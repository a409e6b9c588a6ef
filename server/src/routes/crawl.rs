//! `robots.txt` and `sitemap.xml`.
//!
//! The sitemap is the only place the SEO landing page is advertised; it is
//! not linked from any page.

use axum::extract::State;
use axum::http::header;
use axum::response::IntoResponse;
use rental_client::app::indexed_paths;

use super::SiteState;

#[cfg(test)]
#[path = "crawl_test.rs"]
mod crawl_test;

/// `GET /robots.txt` — allow everything and point at the sitemap.
pub async fn robots(State(site): State<SiteState>) -> impl IntoResponse {
    ([(header::CONTENT_TYPE, "text/plain; charset=utf-8")], robots_body(&site.origin))
}

/// `GET /sitemap.xml` — every statically rendered page.
pub async fn sitemap(State(site): State<SiteState>) -> impl IntoResponse {
    ([(header::CONTENT_TYPE, "application/xml; charset=utf-8")], sitemap_body(&site.origin, &indexed_paths()))
}

pub fn robots_body(origin: &str) -> String {
    format!("User-agent: *\nAllow: /\n\nSitemap: {origin}/sitemap.xml\n")
}

pub fn sitemap_body(origin: &str, paths: &[String]) -> String {
    let mut out = String::from(
        "<?xml version=\"1.0\" encoding=\"UTF-8\"?>\n\
         <urlset xmlns=\"http://www.sitemaps.org/schemas/sitemap/0.9\">\n",
    );
    for path in paths {
        out.push_str("  <url><loc>");
        out.push_str(&xml_escape(&format!("{origin}{path}")));
        out.push_str("</loc></url>\n");
    }
    out.push_str("</urlset>\n");
    out
}

fn xml_escape(raw: &str) -> String {
    let mut out = String::with_capacity(raw.len());
    for ch in raw.chars() {
        match ch {
            '&' => out.push_str("&amp;"),
            '<' => out.push_str("&lt;"),
            '>' => out.push_str("&gt;"),
            '"' => out.push_str("&quot;"),
            '\'' => out.push_str("&apos;"),
            _ => out.push(ch),
        }
    }
    out
}
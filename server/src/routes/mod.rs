//! Router assembly.
//!
//! SYSTEM CONTEXT
//! ==============
//! This module stitches the crawler endpoints (`robots.txt`, `sitemap.xml`)
//! and a health check together with Leptos SSR rendering under a single Axum
//! router. Compiled WASM/CSS is served from `/pkg`; everything else in the
//! Leptos site root (images, placeholder) is the static fallback.

pub mod crawl;

use std::path::PathBuf;
use std::sync::Arc;

use axum::Router;
use axum::http::StatusCode;
use axum::routing::get;
use leptos::prelude::*;
use leptos_axum::{LeptosRoutes, generate_route_list};
use rental_client::app::{App, shell};
use rental_client::util::browser::SiteOrigin;
use tower_http::compression::CompressionLayer;
use tower_http::services::ServeDir;
use tower_http::trace::TraceLayer;

use crate::config::ServerConfig;
use crate::error::ServerError;

#[cfg(test)]
#[path = "mod_test.rs"]
mod mod_test;

/// State shared by the non-Leptos handlers.
#[derive(Clone, Debug)]
pub struct SiteState {
    pub origin: Arc<str>,
}

impl SiteState {
    pub fn new(origin: &str) -> Self {
        Self { origin: Arc::from(origin) }
    }
}

/// Crawler and health routes, independent of the Leptos configuration.
fn site_routes(state: SiteState) -> Router {
    Router::new()
        .route("/robots.txt", get(crawl::robots))
        .route("/sitemap.xml", get(crawl::sitemap))
        .route("/healthz", get(healthz))
        .with_state(state)
}

/// Context installed for every SSR render. Canonical URLs are built from
/// the configured origin, never from the request `Host` header.
fn site_context(origin: SiteOrigin) -> impl Fn() + Clone + Send + Sync + 'static {
    move || provide_context(origin.clone())
}

/// Full application: site routes + Leptos SSR + static assets.
///
/// # Errors
///
/// Returns an error if the Leptos configuration cannot be loaded (missing or
/// malformed `[[workspace.metadata.leptos]]` section).
pub fn app(config: &ServerConfig) -> Result<Router, ServerError> {
    let conf = get_configuration(None).map_err(|e| ServerError::Leptos(e.to_string()))?;
    let leptos_options = conf.leptos_options;
    let routes = generate_route_list(App);
    tracing::debug!(count = routes.len(), "leptos routes registered");

    let leptos_router = Router::new()
        .leptos_routes_with_context(&leptos_options, routes, site_context(SiteOrigin::new(&config.site_origin)), {
            let opts = leptos_options.clone();
            move || shell(opts.clone())
        })
        .with_state(leptos_options.clone());

    let site_root_path = PathBuf::from(leptos_options.site_root.as_ref());
    let assets_service = ServeDir::new(&site_root_path);

    Ok(site_routes(SiteState::new(&config.site_origin))
        .merge(leptos_router)
        .nest_service("/pkg", ServeDir::new(site_root_path.join("pkg")))
        .fallback_service(assets_service)
        .layer(CompressionLayer::new())
        .layer(TraceLayer::new_for_http()))
}

async fn healthz() -> StatusCode {
    StatusCode::OK
}
//! Page modules for route-level screens.
//!
//! ARCHITECTURE
//! ============
//! Each page owns its route-scoped state and delegates shared rendering to
//! `components`. Content arrays live in `crate::content`.

pub mod about;
pub mod information;
pub mod landing;
pub mod room_detail;
pub mod support;
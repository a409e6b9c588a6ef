//! Live search over the support page FAQ list.

#[cfg(test)]
#[path = "faq_search_test.rs"]
mod faq_search_test;

use crate::content::faq::FaqEntry;

/// Entries whose question contains `query`, ignoring case.
///
/// Lazy and order-preserving; an empty query yields every entry. Case folding
/// uses Unicode lowercase so Vietnamese letters such as `Đ`/`đ` match.
pub fn filter_faqs<'a>(entries: &'a [FaqEntry], query: &str) -> impl Iterator<Item = &'a FaqEntry> + use<'a> {
    let needle = query.to_lowercase();
    entries
        .iter()
        .filter(move |entry| needle.is_empty() || entry.question.to_lowercase().contains(&needle))
}
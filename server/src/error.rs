//! Startup and serve errors.

use thiserror::Error;

use crate::config::ConfigError;

#[derive(Debug, Error)]
pub enum ServerError {
    #[error("config: {0}")]
    Config(#[from] ConfigError),
    #[error("leptos configuration: {0}")]
    Leptos(String),
    #[error("failed to bind {addr}: {source}")]
    Bind {
        addr: String,
        #[source]
        source: std::io::Error,
    },
    #[error("server failed: {0}")]
    Serve(#[source] std::io::Error),
}
//! Room photo gallery with previous/next controls and thumbnails.

use leptos::prelude::*;

use crate::seo::DEFAULT_IMAGE;
use crate::state::carousel::Carousel;

/// Shows one image at a time. The index lives in the component, so it resets
/// to the first image whenever the gallery is remounted.
#[component]
pub fn ImageCarousel(images: &'static [&'static str], #[prop(into)] alt: String) -> impl IntoView {
    let carousel = RwSignal::new(Carousel::new(images.len()));
    let has_many = images.len() > 1;
    let current = move || carousel.with(|c| c.current(images).copied().unwrap_or(DEFAULT_IMAGE));
    let counter = move || {
        carousel.with(|c| if c.is_empty() { "0 / 0".to_owned() } else { format!("{} / {}", c.index() + 1, c.len()) })
    };

    view! {
        <div class="carousel">
            <div class="carousel__frame">
                <img class="carousel__image" src=current alt=alt/>
                <Show when=move || has_many>
                    <button
                        class="carousel__nav carousel__nav--prev"
                        aria-label="Ảnh trước"
                        on:click=move |_| carousel.update(Carousel::retreat)
                    >
                        "‹"
                    </button>
                    <button
                        class="carousel__nav carousel__nav--next"
                        aria-label="Ảnh tiếp theo"
                        on:click=move |_| carousel.update(Carousel::advance)
                    >
                        "›"
                    </button>
                </Show>
                <span class="carousel__counter">{counter}</span>
            </div>
            <div class="carousel__thumbs">
                {images
                    .iter()
                    .enumerate()
                    .map(|(i, src)| {
                        view! {
                            <button
                                class="carousel__thumb"
                                class:carousel__thumb--active=move || carousel.with(|c| c.index() == i)
                                aria-label=format!("Ảnh {}", i + 1)
                                on:click=move |_| carousel.update(|c| c.select(i))
                            >
                                <img src=*src alt="" loading="lazy"/>
                            </button>
                        }
                    })
                    .collect_view()}
            </div>
        </div>
    }
}
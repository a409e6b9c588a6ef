//! Search-engine landing page for "thuê phòng" queries.
//!
//! Not linked from the header or footer. It exists so crawlers find a
//! keyword-focused page; the server lists it in `sitemap.xml`.

use leptos::prelude::*;
use leptos_meta::{Meta, Title};

use crate::content::SITE_NAME;
use crate::content::landing::{FEATURES, KEYWORDS, PRICING, TESTIMONIALS};

#[component]
pub fn LandingPage() -> impl IntoView {
    view! {
        <Title text=format!("Thuê phòng trọ, căn hộ mini giá tốt | {SITE_NAME}")/>
        <Meta
            name="description"
            content="Tìm phòng trọ, căn hộ mini đã xác minh, liên hệ trực tiếp chủ nhà, không mất phí môi giới."
        />
        <Meta name="keywords" content=KEYWORDS.join(", ")/>
        <div class="landing-page">
            <section class="page-hero page-hero--landing">
                <div class="container">
                    <h1 class="page-hero__title">"Thuê phòng dễ dàng, an tâm mỗi ngày"</h1>
                    <p class="page-hero__lead">
                        "Hàng nghìn phòng trọ và căn hộ mini đã được xác minh, cập nhật mỗi ngày."
                    </p>
                    <div class="cta__actions">
                        <a href="/rooms" class="btn btn-primary">"Tìm phòng ngay"</a>
                        <a href="/contact" class="btn btn-secondary">"Đăng tin cho thuê"</a>
                    </div>
                </div>
            </section>

            <section class="features">
                <div class="container card-grid">
                    {FEATURES
                        .iter()
                        .map(|feature| {
                            view! {
                                <article class="card">
                                    <span class="card__icon">{feature.icon}</span>
                                    <h3>{feature.title}</h3>
                                    <p>{feature.description}</p>
                                </article>
                            }
                        })
                        .collect_view()}
                </div>
            </section>

            <section class="pricing">
                <div class="container">
                    <h2>"Bảng giá đăng tin"</h2>
                    <div class="pricing__grid">
                        {PRICING
                            .iter()
                            .map(|tier| {
                                view! {
                                    <article class="pricing__tier" class:pricing__tier--highlighted=tier.highlighted>
                                        <h3>{tier.name}</h3>
                                        <p class="pricing__price">
                                            {tier.price}
                                            <span class="pricing__period">{tier.period}</span>
                                        </p>
                                        <ul>
                                            {tier.perks.iter().map(|perk| view! { <li>{*perk}</li> }).collect_view()}
                                        </ul>
                                    </article>
                                }
                            })
                            .collect_view()}
                    </div>
                </div>
            </section>

            <section class="testimonials">
                <div class="container card-grid">
                    {TESTIMONIALS
                        .iter()
                        .map(|t| {
                            view! {
                                <blockquote class="card testimonial">
                                    <p>{t.quote}</p>
                                    <footer>
                                        <strong>{t.author}</strong>
                                        " · "
                                        {t.role}
                                    </footer>
                                </blockquote>
                            }
                        })
                        .collect_view()}
                </div>
            </section>
        </div>
    }
}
------
- **WHAT YOU ARE ASKED TO DO**: Among the records above, only the lines between the line holding "use tower_http::services::ServeDir;" and the line holding "the Leptos configuration.", inclusive, are to be output, exactly as written.

- **PROBLEM SOLUTION**:
use tower_http::services::ServeDir;
use tower_http::trace::TraceLayer;

use crate::config::ServerConfig;
use crate::error::ServerError;

#[cfg(test)]
#[path = "mod_test.rs"]
mod mod_test;

/// State shared by the non-Leptos handlers.
#[derive(Clone, Debug)]
pub struct SiteState {
    pub origin: Arc<str>,
}

impl SiteState {
    pub fn new(origin: &str) -> Self {
        Self { origin: Arc::from(origin) }
    }
}

/// Crawler and health routes, independent of the Leptos configuration.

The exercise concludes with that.